-- WORK INSTRUCTIONS --
Your answer is a copy of every line in the records where "closed" appears.

-- MATERIAL TO PROCESS --

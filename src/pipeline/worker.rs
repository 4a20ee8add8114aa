// Copyright (c) 2025-2026 Adrian Robinson. Licensed under the AGPL-3.0.
// See LICENSE file in the project root for full license text.

//! Parse/encode/route stage.

use std::sync::Arc;
use std::time::Instant;

use async_channel::{Receiver, Sender};
use tracing::{debug, warn};

use super::stats::WorkerStats;
use super::OutboundItem;
use crate::record::AppsRecord;
use crate::routing::ShardRouter;

/// Consume lines until the input queue is closed and drained.
///
/// `outbound` is indexed by shard index. The worker's clones of those
/// senders are dropped when it returns, which is what lets the shard queues
/// close only after every worker is done.
pub(crate) async fn run_worker(
    worker: usize,
    input: Receiver<String>,
    router: Arc<ShardRouter>,
    outbound: Vec<Sender<OutboundItem>>,
) -> WorkerStats {
    let mut stats = WorkerStats::new(worker);

    // Err means closed and drained
    while let Ok(line) = input.recv().await {
        stats.lines += 1;
        handle_line(&line, &router, &outbound, &mut stats).await;
    }

    stats.finished_at = Instant::now();
    debug!(
        worker,
        lines = stats.lines,
        enqueued = stats.enqueued,
        errors = stats.errors(),
        "Worker drained"
    );
    stats
}

async fn handle_line(
    line: &str,
    router: &ShardRouter,
    outbound: &[Sender<OutboundItem>],
    stats: &mut WorkerStats,
) {
    let record = match AppsRecord::parse(line) {
        Ok(record) => record,
        Err(e) => {
            warn!(error = %e, line, "Dropping malformed line");
            crate::metrics::record_dropped("format");
            stats.format_errors += 1;
            return;
        }
    };

    let payload = match record.apps.encode() {
        Ok(payload) => payload,
        Err(e) => {
            warn!(error = %e, dev_id = %record.dev_id, "Dropping unencodable record");
            crate::metrics::record_dropped("encoding");
            stats.encoding_errors += 1;
            return;
        }
    };

    let Some(shard) = router.route(&record.dev_type) else {
        warn!(dev_type = %record.dev_type, dev_id = %record.dev_id, "No shard for device type");
        crate::metrics::record_dropped("routing");
        stats.routing_errors += 1;
        return;
    };

    let item = OutboundItem { key: record.key(), payload };
    // Blocks while the shard queue is full
    if outbound[shard.index].send(item).await.is_err() {
        warn!(shard = %shard.name, "Shard queue closed with no loaders, dropping record");
        crate::metrics::record_dropped("queue");
        stats.queue_errors += 1;
        return;
    }
    stats.enqueued += 1;
}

-- SOLUTION FOR THIS TASK --
/// Consume lines until the input queue is closed and drained.
    // Err means closed and drained
        warn!(shard = %shard.name, "Shard queue closed with no loaders, dropping record");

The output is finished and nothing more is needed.